Source data
= = =

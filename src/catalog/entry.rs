//! Catalog entry model and name normalization

use serde::{Deserialize, Serialize};

use crate::client::Conversation;

/// Kind of conversation a catalog entry represents.
#[derive(Debug, Clone, Copy, PartialEq, Eq, Hash, Serialize, Deserialize)]
#[serde(rename_all = "kebab-case")]
pub enum ChannelKind {
    Public,
    Private,
    DirectMessage,
    GroupDirectMessage,
}

impl ChannelKind {
    /// Short label used in tables.
    pub fn label(&self) -> &'static str {
        match self {
            ChannelKind::Public => "public",
            ChannelKind::Private => "private",
            ChannelKind::DirectMessage => "dm",
            ChannelKind::GroupDirectMessage => "group-dm",
        }
    }

    pub fn is_direct(&self) -> bool {
        matches!(
            self,
            ChannelKind::DirectMessage | ChannelKind::GroupDirectMessage
        )
    }
}

impl std::fmt::Display for ChannelKind {
    fn fmt(&self, f: &mut std::fmt::Formatter<'_>) -> std::fmt::Result {
        write!(f, "{}", self.label())
    }
}

/// Display-only details carried alongside an entry.
#[derive(Debug, Clone, Default, PartialEq, Eq, Serialize, Deserialize)]
pub struct EntryMetadata {
    #[serde(default, skip_serializing_if = "Option::is_none")]
    pub topic: Option<String>,
    #[serde(default, skip_serializing_if = "Option::is_none")]
    pub purpose: Option<String>,
    #[serde(default, skip_serializing_if = "Option::is_none")]
    pub member_count: Option<u32>,
}

/// One channel or conversation in the workspace catalog.
#[derive(Debug, Clone, PartialEq, Eq, Serialize, Deserialize)]
pub struct CatalogEntry {
    pub id: String,
    /// Channel name; empty for direct messages.
    #[serde(default)]
    pub name: String,
    pub kind: ChannelKind,
    #[serde(default)]
    pub is_member: bool,
    #[serde(default)]
    pub is_archived: bool,
    /// Counterpart user id for a direct message.
    #[serde(default, skip_serializing_if = "Option::is_none")]
    pub user: Option<String>,
    #[serde(default)]
    pub metadata: EntryMetadata,
}

impl CatalogEntry {
    #[cfg(test)]
    pub fn new(id: impl Into<String>, name: impl Into<String>, kind: ChannelKind) -> Self {
        Self {
            id: id.into(),
            name: name.into(),
            kind,
            is_member: false,
            is_archived: false,
            user: None,
            metadata: EntryMetadata::default(),
        }
    }

    /// Name as a person would type it: `#general` for channels, the bare
    /// name otherwise, falling back to the id.
    pub fn display_name(&self) -> String {
        match self.kind {
            ChannelKind::Public | ChannelKind::Private if !self.name.is_empty() => {
                format!("#{}", self.name)
            }
            _ if !self.name.is_empty() => self.name.clone(),
            _ => self.id.clone(),
        }
    }
}

impl From<Conversation> for CatalogEntry {
    fn from(conv: Conversation) -> Self {
        let kind = if conv.is_im {
            ChannelKind::DirectMessage
        } else if conv.is_mpim {
            ChannelKind::GroupDirectMessage
        } else if conv.is_private || conv.is_group {
            ChannelKind::Private
        } else {
            ChannelKind::Public
        };

        let non_empty = |text: Option<crate::client::models::TextValue>| {
            text.map(|t| t.value).filter(|v| !v.is_empty())
        };

        Self {
            id: conv.id,
            name: conv.name,
            kind,
            is_member: conv.is_member,
            is_archived: conv.is_archived,
            user: conv.user,
            metadata: EntryMetadata {
                topic: non_empty(conv.topic),
                purpose: non_empty(conv.purpose),
                member_count: conv.num_members,
            },
        }
    }
}

/// Whether `input` already has the shape of a Slack conversation id.
///
/// `C`, `D` or `G` followed by uppercase letters and digits, at least
/// nine characters in total.
pub fn is_conversation_id(input: &str) -> bool {
    let mut chars = input.chars();
    let Some(first) = chars.next() else {
        return false;
    };

    matches!(first, 'C' | 'D' | 'G')
        && input.len() >= 9
        && chars.all(|c| c.is_ascii_uppercase() || c.is_ascii_digit())
}

/// Strip a leading `#` or `@` and surrounding whitespace.
pub fn strip_sigil(input: &str) -> &str {
    let trimmed = input.trim();
    trimmed
        .strip_prefix('#')
        .or_else(|| trimmed.strip_prefix('@'))
        .unwrap_or(trimmed)
        .trim()
}

/// Key used in the name index: sigil stripped and case-folded.
pub fn normalize_name(input: &str) -> String {
    strip_sigil(input).to_lowercase()
}

#[cfg(test)]
mod tests {
    use super::*;
    use crate::client::fixtures::ConversationBuilder;

    #[test]
    fn test_id_shape_accepts_channel_ids() {
        assert!(is_conversation_id("C0123456789"));
        assert!(is_conversation_id("D0ABCDEF12"));
        assert!(is_conversation_id("G01234567"));
    }

    #[test]
    fn test_id_shape_rejects_names() {
        assert!(!is_conversation_id("general"));
        assert!(!is_conversation_id("Cats-and-dogs"));
        assert!(!is_conversation_id("C012"));
        assert!(!is_conversation_id("CHANNELS1a"));
        assert!(!is_conversation_id("U0123456789"));
        assert!(!is_conversation_id(""));
    }

    #[test]
    fn test_normalize_name() {
        assert_eq!(normalize_name("#General"), "general");
        assert_eq!(normalize_name("  @Ada "), "ada");
        assert_eq!(normalize_name("dev-ops"), "dev-ops");
    }

    #[test]
    fn test_from_public_conversation() {
        let conv = ConversationBuilder::channel("C0000000001", "general")
            .member(true)
            .topic("Company-wide")
            .purpose("")
            .num_members(42)
            .build();

        let entry = CatalogEntry::from(conv);

        assert_eq!(entry.kind, ChannelKind::Public);
        assert!(entry.is_member);
        assert_eq!(entry.metadata.topic.as_deref(), Some("Company-wide"));
        assert_eq!(entry.metadata.purpose, None);
        assert_eq!(entry.metadata.member_count, Some(42));
        assert_eq!(entry.display_name(), "#general");
    }

    #[test]
    fn test_from_private_and_direct_conversations() {
        let private =
            CatalogEntry::from(ConversationBuilder::private("G0000000001", "secret").build());
        assert_eq!(private.kind, ChannelKind::Private);

        let dm =
            CatalogEntry::from(ConversationBuilder::dm("D0000000001", "U0000000001").build());
        assert_eq!(dm.kind, ChannelKind::DirectMessage);
        assert_eq!(dm.user.as_deref(), Some("U0000000001"));
        assert_eq!(dm.display_name(), "D0000000001");

        let group = CatalogEntry::from(
            ConversationBuilder::group_dm("G0000000002", "mpdm-ada--bob-1").build(),
        );
        assert_eq!(group.kind, ChannelKind::GroupDirectMessage);
        assert!(group.kind.is_direct());
    }

    #[test]
    fn test_kind_serializes_kebab_case() {
        let json = serde_json::to_string(&ChannelKind::GroupDirectMessage).unwrap();
        assert_eq!(json, "\"group-direct-message\"");
    }
}
//! Filter argument types for CLI commands

use clap::Args;

use crate::catalog::{ChannelFilter, KindFilter};

/// Filter arguments for `channel list`.
#[derive(Args, Debug, Clone, Default)]
pub struct ChannelFilterArgs {
    /// Conversation type (all, public, private, dm, group-dm, member)
    #[arg(
        long = "type",
        short = 't',
        value_enum,
        default_value = "all",
        hide_possible_values = true
    )]
    pub kind: KindFilter,

    /// Match a substring of the channel name or purpose
    #[arg(long, short = 's')]
    pub search: Option<String>,

    /// Include archived channels
    #[arg(long)]
    pub include_archived: bool,
}

impl ChannelFilterArgs {
    pub fn to_filter(&self) -> ChannelFilter {
        let filter = ChannelFilter::new()
            .kind(self.kind)
            .include_archived(self.include_archived);
        match &self.search {
            Some(term) => filter.search(term.as_str()),
            None => filter,
        }
    }
}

= = =

* What you need to do: The data should be printed again exactly, line for line.

* Answer below:
filename src/catalog/entry.rs
//! Catalog entry model and name normalization

use serde::{Deserialize, Serialize};

use crate::client::Conversation;

/// Kind of conversation a catalog entry represents.
#[derive(Debug, Clone, Copy, PartialEq, Eq, Hash, Serialize, Deserialize)]
#[serde(rename_all = "kebab-case")]
pub enum ChannelKind {
    Public,
    Private,
    DirectMessage,
    GroupDirectMessage,
}

impl ChannelKind {
    /// Short label used in tables.
    pub fn label(&self) -> &'static str {
        match self {
            ChannelKind::Public => "public",
            ChannelKind::Private => "private",
            ChannelKind::DirectMessage => "dm",
            ChannelKind::GroupDirectMessage => "group-dm",
        }
    }

    pub fn is_direct(&self) -> bool {
        matches!(
            self,
            ChannelKind::DirectMessage | ChannelKind::GroupDirectMessage
        )
    }
}

impl std::fmt::Display for ChannelKind {
    fn fmt(&self, f: &mut std::fmt::Formatter<'_>) -> std::fmt::Result {
        write!(f, "{}", self.label())
    }
}

/// Display-only details carried alongside an entry.
#[derive(Debug, Clone, Default, PartialEq, Eq, Serialize, Deserialize)]
pub struct EntryMetadata {
    #[serde(default, skip_serializing_if = "Option::is_none")]
    pub topic: Option<String>,
    #[serde(default, skip_serializing_if = "Option::is_none")]
    pub purpose: Option<String>,
    #[serde(default, skip_serializing_if = "Option::is_none")]
    pub member_count: Option<u32>,
}

/// One channel or conversation in the workspace catalog.
#[derive(Debug, Clone, PartialEq, Eq, Serialize, Deserialize)]
pub struct CatalogEntry {
    pub id: String,
    /// Channel name; empty for direct messages.
    #[serde(default)]
    pub name: String,
    pub kind: ChannelKind,
    #[serde(default)]
    pub is_member: bool,
    #[serde(default)]
    pub is_archived: bool,
    /// Counterpart user id for a direct message.
    #[serde(default, skip_serializing_if = "Option::is_none")]
    pub user: Option<String>,
    #[serde(default)]
    pub metadata: EntryMetadata,
}

impl CatalogEntry {
    #[cfg(test)]
    pub fn new(id: impl Into<String>, name: impl Into<String>, kind: ChannelKind) -> Self {
        Self {
            id: id.into(),
            name: name.into(),
            kind,
            is_member: false,
            is_archived: false,
            user: None,
            metadata: EntryMetadata::default(),
        }
    }

    /// Name as a person would type it: `#general` for channels, the bare
    /// name otherwise, falling back to the id.
    pub fn display_name(&self) -> String {
        match self.kind {
            ChannelKind::Public | ChannelKind::Private if !self.name.is_empty() => {
                format!("#{}", self.name)
            }
            _ if !self.name.is_empty() => self.name.clone(),
            _ => self.id.clone(),
        }
    }
}

impl From<Conversation> for CatalogEntry {
    fn from(conv: Conversation) -> Self {
        let kind = if conv.is_im {
            ChannelKind::DirectMessage
        } else if conv.is_mpim {
            ChannelKind::GroupDirectMessage
        } else if conv.is_private || conv.is_group {
            ChannelKind::Private
        } else {
            ChannelKind::Public
        };

        let non_empty = |text: Option<crate::client::models::TextValue>| {
            text.map(|t| t.value).filter(|v| !v.is_empty())
        };

        Self {
            id: conv.id,
            name: conv.name,
            kind,
            is_member: conv.is_member,
            is_archived: conv.is_archived,
            user: conv.user,
            metadata: EntryMetadata {
                topic: non_empty(conv.topic),
                purpose: non_empty(conv.purpose),
                member_count: conv.num_members,
            },
        }
    }
}

/// Whether `input` already has the shape of a Slack conversation id.
///
/// `C`, `D` or `G` followed by uppercase letters and digits, at least
/// nine characters in total.
pub fn is_conversation_id(input: &str) -> bool {
    let mut chars = input.chars();
    let Some(first) = chars.next() else {
        return false;
    };

    matches!(first, 'C' | 'D' | 'G')
        && input.len() >= 9
        && chars.all(|c| c.is_ascii_uppercase() || c.is_ascii_digit())
}

/// Strip a leading `#` or `@` and surrounding whitespace.
pub fn strip_sigil(input: &str) -> &str {
    let trimmed = input.trim();
    trimmed
        .strip_prefix('#')
        .or_else(|| trimmed.strip_prefix('@'))
        .unwrap_or(trimmed)
        .trim()
}

/// Key used in the name index: sigil stripped and case-folded.
pub fn normalize_name(input: &str) -> String {
    strip_sigil(input).to_lowercase()
}

#[cfg(test)]
mod tests {
    use super::*;
    use crate::client::fixtures::ConversationBuilder;

    #[test]
    fn test_id_shape_accepts_channel_ids() {
        assert!(is_conversation_id("C0123456789"));
        assert!(is_conversation_id("D0ABCDEF12"));
        assert!(is_conversation_id("G01234567"));
    }

    #[test]
    fn test_id_shape_rejects_names() {
        assert!(!is_conversation_id("general"));
        assert!(!is_conversation_id("Cats-and-dogs"));
        assert!(!is_conversation_id("C012"));
        assert!(!is_conversation_id("CHANNELS1a"));
        assert!(!is_conversation_id("U0123456789"));
        assert!(!is_conversation_id(""));
    }

    #[test]
    fn test_normalize_name() {
        assert_eq!(normalize_name("#General"), "general");
        assert_eq!(normalize_name("  @Ada "), "ada");
        assert_eq!(normalize_name("dev-ops"), "dev-ops");
    }

    #[test]
    fn test_from_public_conversation() {
        let conv = ConversationBuilder::channel("C0000000001", "general")
            .member(true)
            .topic("Company-wide")
            .purpose("")
            .num_members(42)
            .build();

        let entry = CatalogEntry::from(conv);

        assert_eq!(entry.kind, ChannelKind::Public);
        assert!(entry.is_member);
        assert_eq!(entry.metadata.topic.as_deref(), Some("Company-wide"));
        assert_eq!(entry.metadata.purpose, None);
        assert_eq!(entry.metadata.member_count, Some(42));
        assert_eq!(entry.display_name(), "#general");
    }

    #[test]
    fn test_from_private_and_direct_conversations() {
        let private =
            CatalogEntry::from(ConversationBuilder::private("G0000000001", "secret").build());
        assert_eq!(private.kind, ChannelKind::Private);

        let dm =
            CatalogEntry::from(ConversationBuilder::dm("D0000000001", "U0000000001").build());
        assert_eq!(dm.kind, ChannelKind::DirectMessage);
        assert_eq!(dm.user.as_deref(), Some("U0000000001"));
        assert_eq!(dm.display_name(), "D0000000001");

        let group = CatalogEntry::from(
            ConversationBuilder::group_dm("G0000000002", "mpdm-ada--bob-1").build(),
        );
        assert_eq!(group.kind, ChannelKind::GroupDirectMessage);
        assert!(group.kind.is_direct());
    }

    #[test]
    fn test_kind_serializes_kebab_case() {
        let json = serde_json::to_string(&ChannelKind::GroupDirectMessage).unwrap();
        assert_eq!(json, "\"group-direct-message\"");
    }
}
//! Filter argument types for CLI commands

use clap::Args;

use crate::catalog::{ChannelFilter, KindFilter};

/// Filter arguments for `channel list`.
#[derive(Args, Debug, Clone, Default)]
pub struct ChannelFilterArgs {
    /// Conversation type (all, public, private, dm, group-dm, member)
    #[arg(
        long = "type",
        short = 't',
        value_enum,
        default_value = "all",
        hide_possible_values = true
    )]
    pub kind: KindFilter,

    /// Match a substring of the channel name or purpose
    #[arg(long, short = 's')]
    pub search: Option<String>,

    /// Include archived channels
    #[arg(long)]
    pub include_archived: bool,
}

impl ChannelFilterArgs {
    pub fn to_filter(&self) -> ChannelFilter {
        let filter = ChannelFilter::new()
            .kind(self.kind)
            .include_archived(self.include_archived);
        match &self.search {
            Some(term) => filter.search(term.as_str()),
            None => filter,
        }
    }
}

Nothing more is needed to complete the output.